In any case, stressed and going totally anal over your Fredcycle is no way to go through life, and I realized that, even if the frame wasn't cracked at all, by worrying away at that spot on the top tube it eventually would be, and that basically I'm behaving like a paranoid mental patient trying to dig an imaginary microchip out of his forearm. I also remembered that I recently received these lavish San Marco bicycle saddles, for no other reason than I'm a noted bike blogger:
The red one, a Concor, is all velvety, and I'm not sure what I'm going to do with it. As for the white one, a Rolls, it gave me an idea that has been the downfall of many a bike dork:
"I think I will build a bike around it."
For is that not the pinnacle of dorkdom, using some small component like a derailleur pulley or a water bottle or a scrap of handlebar tape as an excuse to put together an entire bicycle?
In this case though I figure I've got a whole bike's worth of parts on a frame I'm now embarrassed to ride, as well as an ostentatiously "vintage"-looking saddle. Plus, deep in my parts closet, I've got a frame that is not only begging for a "vintage"-looking white saddle, but is also far less embarrassing than a Specialized, which is a pink frame with the name "Faggin" on it:
(The Faggin, coming out of the parts closet.)
Back when we were younger carefree Brooklynites living on flat terrain this was my wife's singlespeed runabout, but since moving to the New York City hill country and obtaining a Workcycles smugmobile the Faggin has been consigned to deepest storage. Conveniently, my wife and I are the same height (well, she's probably taller but I like to say we're the same height because it makes me feel better about myself), so the thing more or less fits me, and so I think it's about time I eschew the overpriced superlight Taiwanese crabon and put some mediocre pink Italian steel between my legs.
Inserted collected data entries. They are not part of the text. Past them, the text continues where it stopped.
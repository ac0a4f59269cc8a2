use std::fmt;

/// Usage errors surfaced by lifecycle operations.
///
/// Every variant signals a precondition violation by the caller, not a
/// recoverable runtime failure; nothing is retried and nothing is logged on
/// the error path. Each variant carries the offending type's name for
/// diagnostics.
#[derive(Debug, PartialEq, Eq)]
pub enum SingletonError {
    /// A base instance is already in place; clear it before assigning.
    AlreadySet { type_name: &'static str },
    /// No base instance is in place to clear.
    NotSet { type_name: &'static str },
    /// The push/pop protocol was violated: assignment or clearing attempted
    /// while overrides are stacked, or a pop on an empty stack.
    PushPop { type_name: &'static str },
}

impl fmt::Display for SingletonError {
    fn fmt(&self, f: &mut fmt::Formatter<'_>) -> fmt::Result {
        match self {
            SingletonError::AlreadySet { type_name } => {
                write!(f, "singleton already set for type: {type_name}")
            }
            SingletonError::NotSet { type_name } => {
                write!(f, "no singleton set for type: {type_name}")
            }
            SingletonError::PushPop { type_name } => {
                write!(f, "push/pop protocol violated for type: {type_name}")
            }
        }
    }
}

impl std::error::Error for SingletonError {}

#[cfg(test)]
mod tests {
    use super::*;

    #[test]
    fn test_already_set_display() {
        let err = SingletonError::AlreadySet { type_name: "Config" };
        assert_eq!(err.to_string(), "singleton already set for type: Config");
    }

    #[test]
    fn test_not_set_display() {
        let err = SingletonError::NotSet { type_name: "Config" };
        assert_eq!(err.to_string(), "no singleton set for type: Config");
    }

    #[test]
    fn test_push_pop_display() {
        let err = SingletonError::PushPop { type_name: "Config" };
        assert_eq!(
            err.to_string(),
            "push/pop protocol violated for type: Config"
        );
    }

    #[test]
    fn test_debug_format() {
        let err = SingletonError::NotSet { type_name: "Config" };
        assert_eq!(
            format!("{:?}", err),
            "NotSet { type_name: \"Config\" }"
        );
    }

    #[test]
    fn test_equality() {
        assert_eq!(
            SingletonError::PushPop { type_name: "A" },
            SingletonError::PushPop { type_name: "A" }
        );
        assert_ne!(
            SingletonError::PushPop { type_name: "A" },
            SingletonError::NotSet { type_name: "A" }
        );
    }

    #[test]
    fn test_error_trait() {
        let err: &dyn std::error::Error = &SingletonError::NotSet { type_name: "Config" };
        assert_eq!(err.to_string(), "no singleton set for type: Config");
    }
}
Of course, I intend to keep the badly chipping pink paint, and besides the white saddle I will make no attempt whatsoever to "restore" the bicycle or render it in any way "attractive." Instead, I'll just move the parts over from the Specialized and replace only what I can't kludge or otherwise force onto the thing.
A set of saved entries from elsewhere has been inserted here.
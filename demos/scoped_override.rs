//! Scoped override example for singleton-lifecycle.
//!
//! Demonstrates the **push/pop override stack**, the pattern this crate was
//! built for: temporarily replacing a singleton (for a test, a simulation, a
//! dry run) and getting the untouched original back afterwards.
//!
//! - `push_singleton()` layers a replacement above the base slot
//! - `pop_singleton()` discards the top layer and exposes what was below
//! - `set_singleton()` / `clear_singleton()` are rejected while a stack is
//!   active, so scoped code cannot be silently overridden
//!
//! Run with: `cargo run --example scoped_override`

use singleton_lifecycle::{impl_singleton, Singleton};
use std::sync::Arc;

/// A mailer service; the real one talks to the network, the fake records.
struct Mailer {
    transport: &'static str,
}

impl Mailer {
    fn send(&self, to: &str) {
        println!("   [{}] sending mail to {}", self.transport, to);
    }
}

impl_singleton!(Mailer, || Mailer { transport: "smtp" });

/// Application code: resolves the mailer through the lifecycle, so it sees
/// whatever layer is currently on top.
fn notify_user(user: &str) {
    Mailer::get_singleton().send(user);
}

fn main() {
    println!("=== singleton-lifecycle: Scoped Override ===\n");

    // -------------------------------------------------------------------------
    // 1. Normal operation uses the lazily constructed base
    // -------------------------------------------------------------------------
    println!("1. Normal operation...");

    notify_user("alice@example.com");
    let base: Arc<Mailer> = Mailer::get_singleton();

    // -------------------------------------------------------------------------
    // 2. Push a fake for a scoped block
    // -------------------------------------------------------------------------
    println!("\n2. Pushing a fake transport...");

    Mailer::push_singleton(Mailer { transport: "memory" });
    println!("   stack depth = {}", Mailer::singleton_stack_depth());

    notify_user("bob@example.com");

    // -------------------------------------------------------------------------
    // 3. Explicit assignment is rejected while the override is active
    // -------------------------------------------------------------------------
    println!("\n3. set_singleton() under an active stack...");

    match Mailer::set_singleton(Mailer { transport: "rogue" }) {
        Ok(()) => println!("   unexpected success"),
        Err(e) => println!("   Error (expected): {}", e),
    }

    // -------------------------------------------------------------------------
    // 4. Overrides nest
    // -------------------------------------------------------------------------
    println!("\n4. Nesting a second override...");

    Mailer::push_singleton(Mailer { transport: "null" });
    notify_user("carol@example.com");
    println!("   stack depth = {}", Mailer::singleton_stack_depth());

    // -------------------------------------------------------------------------
    // 5. Pop back down to the untouched base
    // -------------------------------------------------------------------------
    println!("\n5. Popping back down...");

    Mailer::pop_singleton().unwrap();
    notify_user("dave@example.com");

    Mailer::pop_singleton().unwrap();
    notify_user("erin@example.com");

    println!(
        "   base survived untouched: {}",
        Arc::ptr_eq(&base, &Mailer::get_singleton())
    );

    // -------------------------------------------------------------------------
    // 6. Popping an empty stack is an error
    // -------------------------------------------------------------------------
    println!("\n6. One pop too many...");

    match Mailer::pop_singleton() {
        Ok(()) => println!("   unexpected success"),
        Err(e) => println!("   Error (expected): {}", e),
    }

    println!("\n=== Example Complete ===");
}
Then I'll take the plastic bike, strip it completely, re-decal it as a brand new Pinarello, and sell it for a shitload of money on eBay.
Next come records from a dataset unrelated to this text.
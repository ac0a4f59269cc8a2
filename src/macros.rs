//! Macro wiring a type to its static lifecycle cell.
//!
//! Implementing [`crate::Singleton`] by hand means writing the same static
//! cell accessor every time; this module generates it.

/// Implements [`Singleton`](crate::Singleton) for a type with a single macro
/// invocation.
///
/// The macro generates:
/// - a module-private `static` [`SingletonCell`](crate::SingletonCell) owned
///   by the type
/// - the `lifecycle()` accessor returning it
/// - the `create_default()` factory
///
/// With one argument the factory is the type's [`Default`] implementation;
/// a second argument supplies a custom zero-argument factory (a closure or a
/// function path).
///
/// # Examples
///
/// ```rust
/// use singleton_lifecycle::{impl_singleton, Singleton};
///
/// #[derive(Default)]
/// struct Metrics {
///     samples: Vec<u64>,
/// }
///
/// // Factory is `Metrics::default`.
/// impl_singleton!(Metrics);
///
/// assert!(Metrics::get_singleton().samples.is_empty());
/// ```
///
/// # Custom Factory
///
/// ```rust
/// use singleton_lifecycle::{impl_singleton, Singleton};
///
/// struct Paths {
///     root: String,
/// }
///
/// impl_singleton!(Paths, || Paths {
///     root: "/var/lib/app".to_string(),
/// });
///
/// assert_eq!(Paths::get_singleton().root, "/var/lib/app");
/// ```
///
/// # Per-Type Isolation
///
/// Each invocation generates its own static, so every type's slot, stack
/// and creation lock are completely independent:
///
/// ```rust
/// use singleton_lifecycle::{impl_singleton, Singleton};
///
/// #[derive(Default)]
/// struct Database(u8);
/// #[derive(Default)]
/// struct Cache(u8);
///
/// impl_singleton!(Database);
/// impl_singleton!(Cache);
///
/// Database::set_singleton(Database(1)).unwrap();
///
/// // No interference between types.
/// assert!(Database::has_singleton());
/// assert!(!Cache::has_singleton());
/// ```
#[macro_export]
macro_rules! impl_singleton {
    ($ty:ty) => {
        $crate::impl_singleton!($ty, <$ty as ::core::default::Default>::default);
    };
    ($ty:ty, $factory:expr) => {
        impl $crate::Singleton for $ty {
            fn lifecycle() -> &'static $crate::SingletonCell<Self> {
                // One cell per type, created with the program and never torn
                // down; the slot and stack inside start empty.
                static CELL: $crate::SingletonCell<$ty> = $crate::SingletonCell::new();
                &CELL
            }

            fn create_default() -> Self {
                ($factory)()
            }
        }
    };
}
Speaking of saddles, I am still quite comfortable on the Brooks Cambium:
(Dead Christmas trees are more seasonally appropriate than disembodied hands.)
Though on the last couple of rides I seemed to be detecting a slight and occasional creaking from the saddle rails when I shimmy up towards the nose of the saddle to unleash my awesome climbing power. I asked Brooks if they'd heard of this happening before, and they told me they had not, and to their credit they neglected to add that it's probably because I'm such a fatass.
Anyway, I'll schpritz some lube in there and see if it goes away, and I'll let you know if it works just as soon as some of this goddamn snow melts.
See you at Trader Joe's. Happy plundering.